Poor Little Nathanael Hill,

On Sunday Morn’ his folks fell ill,

By Tuesday Night they both were dead,

And Poor Nathanael’d lost his head.




         The day Moritan Puffring found Nathanael Hill in the cupboard was the day he started believing in God. His whole life he had believed that everything could be explained, even magic, and that everything had a tangible reason for being.  He had believed that miracles didn’t exist. But after that day, after that moment, everything changed.  Nathan Hill’s survival, he decided, was a true miracle.

         That day began fearfully, when Moritan opened his bakery at the edge of the Low Country, and found that there was no one waiting outside the door. Usually, there was a line of unfortunate people, waiting for a loaf of day old bread they could bring to their family.  On that day not a single person stood outside who had any intention of begging. A few people passed by quickly on the street, all of them going in one direction, toward the center of the Low Country, with their heads down and their faces set in a worried frown.  Moritan looked around the street for anyone familiar, but there was no one. The most conspicuous absence was that of young Nathanael Hill.  The boy, then age 6, had come to the bakery everyday for two years asking for bread. He came through snow drifts and hail storms, through blazing heat and the torments of other children to get to that bakery. This was the third day in which he had not come. That was when Moritan got scared.

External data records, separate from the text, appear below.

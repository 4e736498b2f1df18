//! `exit`.

use crate::arch::x86_64::registers::Cr3;
use crate::arch::x86_64::userspace::restore_kernel_context;

/// `exit(status)` — never returns to the caller.
///
/// Records the status, restores the kernel address space, and restores
/// the kernel context saved at user entry. Execution resumes inside the
/// exec runner, which releases the process's frames and hands control
/// back to the shell.
pub(super) fn sys_exit(status: usize) -> isize {
    crate::proc::set_exit_status(status as u64);
    // SAFETY: The kernel upper half is mapped in the dying process's
    // address space, so the root switch is safe mid-stride; the saved
    // RSP was written by enter_user_save on this very entry path.
    unsafe {
        Cr3::write(crate::proc::kernel_cr3());
        restore_kernel_context(crate::proc::saved_kernel_rsp())
    }
}
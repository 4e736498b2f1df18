//! Bitmap-based physical frame allocator.
//!
//! One bit per 4 KiB frame, stored in HHDM-accessible memory; bit = 1
//! means allocated or reserved. Allocation scans whole `u64` words with
//! `trailing_zeros()` from a rotating search hint.
//!
//! At initialization every frame starts reserved; frames fully contained
//! in usable regions are freed, then three ranges are re-reserved: the
//! kernel image, the bitmap's own storage, and everything below 1 MiB.

use core::ptr;

use crate::addr::PhysAddr;
use crate::mm::{PAGE_SIZE, PhysMemoryRegion, PmmError};
use crate::sync::SpinLock;

const FRAME_SIZE: u64 = PAGE_SIZE as u64;
const BITS_PER_WORD: usize = 64;

/// Physical memory below this line is never handed out.
const LOW_MEMORY_LIMIT: u64 = 0x10_0000;

struct BitmapInner {
    /// The bitmap as `u64` words, viewed through the HHDM.
    bitmap: *mut u64,
    /// Frames tracked by the bitmap.
    total_frames: usize,
    /// Words in the bitmap.
    bitmap_words: usize,
    /// Currently free frames.
    free_count: usize,
    /// Word index to start the next scan at. An optimisation only;
    /// correctness never depends on scan order.
    search_hint: usize,
}

// SAFETY: The raw bitmap pointer is only touched under the lock.
unsafe impl Send for BitmapInner {}

/// The physical frame allocator.
///
/// Interior mutability via [`SpinLock`], so all methods take `&self`.
pub struct BitmapFrameAllocator {
    inner: SpinLock<BitmapInner>,
}

impl BitmapFrameAllocator {
    /// Builds the allocator from the boot memory map.
    ///
    /// `kernel_image` is the physical range of the loaded kernel, which
    /// is re-reserved after the usable sweep (the memory map usually
    /// already excludes it, but the allocator does not rely on that).
    ///
    /// # Errors
    ///
    /// [`PmmError::NoBitmapRegion`] if no usable region can hold the
    /// bitmap; [`PmmError::OutOfMemory`] if the map has no usable RAM.
    ///
    /// # Safety
    ///
    /// - `hhdm_offset` must map all of physical memory.
    /// - `regions` must describe physical memory truthfully.
    /// - Must be called once, before any allocation.
    pub unsafe fn new(
        regions: &[PhysMemoryRegion],
        kernel_image: (PhysAddr, u64),
        hhdm_offset: u64,
    ) -> Result<Self, PmmError> {
        let max_phys = regions
            .iter()
            .filter(|r| r.usable)
            .map(|r| r.start.as_u64() + r.size)
            .max()
            .ok_or(PmmError::OutOfMemory)?;

        let total_frames = (max_phys / FRAME_SIZE) as usize;
        let bitmap_words = total_frames.div_ceil(BITS_PER_WORD);
        let bitmap_bytes = bitmap_words * 8;
        let bitmap_frames = (bitmap_bytes as u64).div_ceil(FRAME_SIZE);

        // Place the bitmap in the first usable region that can hold it.
        let bitmap_phys = regions
            .iter()
            .filter(|r| r.usable && r.size >= bitmap_bytes as u64)
            .map(|r| r.start)
            .next()
            .ok_or(PmmError::NoBitmapRegion)?;

        let bitmap = (hhdm_offset + bitmap_phys.as_u64()) as *mut u64;

        // Every frame starts reserved.
        // SAFETY: The caller guarantees the HHDM covers the bitmap region.
        unsafe { ptr::write_bytes(bitmap, 0xFF, bitmap_words) };

        let mut inner = BitmapInner {
            bitmap,
            total_frames,
            bitmap_words,
            free_count: 0,
            search_hint: 0,
        };

        // Free the frames fully contained in usable regions.
        for region in regions.iter().filter(|r| r.usable) {
            let first = region.start.as_u64().div_ceil(FRAME_SIZE);
            let last = (region.start.as_u64() + region.size) / FRAME_SIZE;
            for frame in first..last {
                inner.clear_bit(frame as usize);
            }
        }

        // Re-reserve the kernel image, the bitmap itself, and low memory.
        let (kernel_base, kernel_size) = kernel_image;
        inner.set_range(kernel_base.as_u64(), kernel_size);
        inner.set_range(bitmap_phys.as_u64(), bitmap_frames * FRAME_SIZE);
        inner.set_range(0, LOW_MEMORY_LIMIT);

        Ok(Self {
            inner: SpinLock::new(inner),
        })
    }

    /// Allocates one 4 KiB frame. `None` means physical memory is
    /// exhausted; the caller is responsible for propagating the failure.
    pub fn alloc_frame(&self) -> Option<PhysAddr> {
        let mut inner = self.inner.lock();
        if inner.free_count == 0 {
            return None;
        }

        let words = inner.bitmap_words;
        let start = inner.search_hint;
        for offset in 0..words {
            let word_idx = (start + offset) % words;
            // SAFETY: word_idx < bitmap_words.
            let word = unsafe { *inner.bitmap.add(word_idx) };
            if word == u64::MAX {
                continue;
            }

            let bit_idx = (!word).trailing_zeros() as usize;
            let frame_idx = word_idx * BITS_PER_WORD + bit_idx;
            if frame_idx >= inner.total_frames {
                continue;
            }

            // SAFETY: word_idx < bitmap_words.
            unsafe { *inner.bitmap.add(word_idx) |= 1u64 << bit_idx };
            inner.free_count -= 1;
            inner.search_hint = word_idx;
            return Some(PhysAddr::new(frame_idx as u64 * FRAME_SIZE));
        }

        None
    }

    /// Allocates `count` physically contiguous frames, returning the
    /// base of the run. Used by the heap, which wants one contiguous
    /// HHDM-addressable region.
    pub fn alloc_contiguous(&self, count: usize) -> Option<PhysAddr> {
        if count == 0 {
            return None;
        }
        if count == 1 {
            return self.alloc_frame();
        }

        let mut inner = self.inner.lock();
        if inner.free_count < count {
            return None;
        }

        let mut run_start = 0usize;
        let mut run_len = 0usize;
        for frame_idx in 0..inner.total_frames {
            if inner.bit(frame_idx) {
                run_len = 0;
            } else {
                if run_len == 0 {
                    run_start = frame_idx;
                }
                run_len += 1;
                if run_len == count {
                    for idx in run_start..run_start + count {
                        inner.set_bit_counted(idx);
                    }
                    inner.search_hint = (run_start + count) / BITS_PER_WORD;
                    return Some(PhysAddr::new(run_start as u64 * FRAME_SIZE));
                }
            }
        }

        None
    }

    /// Returns a frame to the allocator.
    ///
    /// # Errors
    ///
    /// [`PmmError::InvalidFrame`] for a non-page-aligned or untracked
    /// address; [`PmmError::DoubleFree`] if the frame was already free.
    /// Neither corrupts the bitmap.
    pub fn free_frame(&self, frame: PhysAddr) -> Result<(), PmmError> {
        if !frame.is_aligned(FRAME_SIZE) {
            return Err(PmmError::InvalidFrame);
        }

        let mut inner = self.inner.lock();
        let frame_idx = (frame.as_u64() / FRAME_SIZE) as usize;
        if frame_idx >= inner.total_frames {
            return Err(PmmError::InvalidFrame);
        }
        if !inner.bit(frame_idx) {
            return Err(PmmError::DoubleFree);
        }

        inner.clear_bit_counted(frame_idx);
        let word_idx = frame_idx / BITS_PER_WORD;
        if word_idx < inner.search_hint {
            inner.search_hint = word_idx;
        }
        Ok(())
    }

    /// Number of free frames.
    pub fn free_frames(&self) -> usize {
        self.inner.lock().free_count
    }

    /// Number of tracked frames.
    pub fn total_frames(&self) -> usize {
        self.inner.lock().total_frames
    }

    /// Highest tracked physical address (exclusive).
    pub fn highest_address(&self) -> PhysAddr {
        PhysAddr::new(self.inner.lock().total_frames as u64 * FRAME_SIZE)
    }
}

impl BitmapInner {
    fn bit(&self, frame_idx: usize) -> bool {
        let word_idx = frame_idx / BITS_PER_WORD;
        let bit_idx = frame_idx % BITS_PER_WORD;
        // SAFETY: Callers only pass indices below total_frames.
        unsafe { *self.bitmap.add(word_idx) & (1u64 << bit_idx) != 0 }
    }

    /// Clears a bit during initialization, counting the frame as free.
    fn clear_bit(&mut self, frame_idx: usize) {
        if frame_idx >= self.total_frames {
            return;
        }
        if self.bit(frame_idx) {
            let word_idx = frame_idx / BITS_PER_WORD;
            let bit_idx = frame_idx % BITS_PER_WORD;
            // SAFETY: word_idx < bitmap_words.
            unsafe { *self.bitmap.add(word_idx) &= !(1u64 << bit_idx) };
            self.free_count += 1;
        }
    }

    /// Sets a bit, keeping `free_count` consistent.
    fn set_bit_counted(&mut self, frame_idx: usize) {
        if frame_idx >= self.total_frames {
            return;
        }
        if !self.bit(frame_idx) {
            let word_idx = frame_idx / BITS_PER_WORD;
            let bit_idx = frame_idx % BITS_PER_WORD;
            // SAFETY: word_idx < bitmap_words.
            unsafe { *self.bitmap.add(word_idx) |= 1u64 << bit_idx };
            self.free_count -= 1;
        }
    }

    /// Clears a bit, keeping `free_count` consistent.
    fn clear_bit_counted(&mut self, frame_idx: usize) {
        let word_idx = frame_idx / BITS_PER_WORD;
        let bit_idx = frame_idx % BITS_PER_WORD;
        // SAFETY: word_idx < bitmap_words.
        unsafe { *self.bitmap.add(word_idx) &= !(1u64 << bit_idx) };
        self.free_count += 1;
    }

    /// Reserves every frame touching `[base, base + size)`.
    fn set_range(&mut self, base: u64, size: u64) {
        if size == 0 {
            return;
        }
        let first = (base / FRAME_SIZE) as usize;
        let last = (base + size).div_ceil(FRAME_SIZE) as usize;
        for frame_idx in first..last.min(self.total_frames) {
            self.set_bit_counted(frame_idx);
        }
    }
}

// ── Global allocator instance ────────────────────────────────────────

static PMM: SpinLock<Option<BitmapFrameAllocator>> = SpinLock::new(None);

/// Installs the global frame allocator.
///
/// # Panics
///
/// Panics on double initialization.
pub fn install(pmm: BitmapFrameAllocator) {
    let mut global = PMM.lock();
    assert!(global.is_none(), "PMM already initialized");
    *global = Some(pmm);
}

/// Runs `f` with the global frame allocator.
///
/// # Panics
///
/// Panics if the allocator has not been installed.
pub fn with_pmm<R>(f: impl FnOnce(&BitmapFrameAllocator) -> R) -> R {
    let guard = PMM.lock();
    f(guard.as_ref().expect("PMM not initialized"))
}

/// Allocates a frame from the global allocator.
pub fn alloc_frame() -> Option<PhysAddr> {
    with_pmm(BitmapFrameAllocator::alloc_frame)
}

/// Frees a frame via the global allocator, reporting (but surviving)
/// bad or double frees.
pub fn free_frame(frame: PhysAddr) {
    with_pmm(|pmm| {
        if let Err(err) = pmm.free_frame(frame) {
            crate::kwarn!("PMM: rejected free of {frame}: {err}");
        }
    });
}

#[cfg(test)]
mod tests {
    use super::*;

    /// A 4 MiB fake physical space backed by a boxed arena. The "HHDM
    /// offset" is simply the arena's base address, so physical address 0
    /// is the first arena byte.
    struct TestArena {
        mem: Box<[u8]>,
    }

    const ARENA_SIZE: usize = 4 * 1024 * 1024;
    const USABLE_START: u64 = LOW_MEMORY_LIMIT;

    impl TestArena {
        fn new() -> Self {
            Self {
                mem: vec![0u8; ARENA_SIZE].into_boxed_slice(),
            }
        }

        fn hhdm_offset(&self) -> u64 {
            self.mem.as_ptr() as u64
        }

        fn allocator(&self) -> BitmapFrameAllocator {
            let regions = [PhysMemoryRegion {
                start: PhysAddr::zero(),
                size: ARENA_SIZE as u64,
                usable: true,
            }];
            // Pretend the kernel occupies 64 KiB above the low-memory line.
            let kernel = (PhysAddr::new(USABLE_START), 0x1_0000);
            // SAFETY: The arena covers all of the fake physical space.
            unsafe { BitmapFrameAllocator::new(&regions, kernel, self.hhdm_offset()) }
                .expect("allocator init")
        }
    }

    #[test]
    fn low_memory_and_kernel_reserved() {
        let arena = TestArena::new();
        let pmm = arena.allocator();

        // Nothing below 1 MiB + 64 KiB kernel image may come back.
        for _ in 0..pmm.free_frames() {
            let frame = pmm.alloc_frame().expect("free frame");
            assert!(frame.as_u64() >= USABLE_START + 0x1_0000);
        }
        assert!(pmm.alloc_frame().is_none());
    }

    #[test]
    fn alloc_free_round_trip_restores_bitmap() {
        let arena = TestArena::new();
        let pmm = arena.allocator();

        let before = pmm.free_frames();
        let mut held = Vec::new();
        for _ in 0..128 {
            held.push(pmm.alloc_frame().expect("free frame"));
        }
        assert_eq!(pmm.free_frames(), before - 128);

        for frame in held {
            pmm.free_frame(frame).expect("valid free");
        }
        assert_eq!(pmm.free_frames(), before);
    }

    #[test]
    fn frames_are_unique_until_freed() {
        let arena = TestArena::new();
        let pmm = arena.allocator();

        let a = pmm.alloc_frame().unwrap();
        let b = pmm.alloc_frame().unwrap();
        assert_ne!(a, b);

        pmm.free_frame(a).unwrap();
        // The freed frame may be reused; the still-held one may not.
        let c = pmm.alloc_frame().unwrap();
        assert_ne!(c, b);
    }

    #[test]
    fn double_free_reported_not_corrupting() {
        let arena = TestArena::new();
        let pmm = arena.allocator();

        let frame = pmm.alloc_frame().unwrap();
        pmm.free_frame(frame).unwrap();
        let free_before = pmm.free_frames();
        assert_eq!(pmm.free_frame(frame), Err(PmmError::DoubleFree));
        assert_eq!(pmm.free_frames(), free_before);
    }

    #[test]
    fn misaligned_and_out_of_range_rejected() {
        let arena = TestArena::new();
        let pmm = arena.allocator();

        assert_eq!(
            pmm.free_frame(PhysAddr::new(0x1234)),
            Err(PmmError::InvalidFrame)
        );
        assert_eq!(
            pmm.free_frame(PhysAddr::new(ARENA_SIZE as u64 + 0x1000)),
            Err(PmmError::InvalidFrame)
        );
    }

    #[test]
    fn contiguous_run_is_contiguous() {
        let arena = TestArena::new();
        let pmm = arena.allocator();

        let base = pmm.alloc_contiguous(16).expect("run of 16");
        // All frames of the run are marked used now.
        for i in 0..16 {
            assert_eq!(
                pmm.free_frame(PhysAddr::new(base.as_u64() + i * FRAME_SIZE)),
                Ok(())
            );
        }
    }

    #[test]
    fn exhaustion_returns_none() {
        let arena = TestArena::new();
        let pmm = arena.allocator();

        while pmm.alloc_frame().is_some() {}
        assert!(pmm.alloc_frame().is_none());
        assert_eq!(pmm.free_frames(), 0);
    }
}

         He rushed up the stairs to the bedroom he shared with his wife and, grabbing his coat and hat, told Camille to start the day off as usual, but not to expect any beggars that morning.

         “I think something’s happened at the center of town.”

         “You’re not going down there, are you?” Camille rushed to get her robe on and followed him downstairs.  “What if it’s The Sickness?”

         “I think that’s exactly what it is.  You just stay here, Mille. I’ve got to go down there and see for myself. I think it has hit hard this time.”

         Camille’s hands were shaking as she took him by the shoulders, “Moritan, don’t go down there, please. If it is the Sickness then we should stay as far away from it as possible. Please, just stay home. We’ll keep the shop closed today. We’ll stay upstairs and wait for some news.”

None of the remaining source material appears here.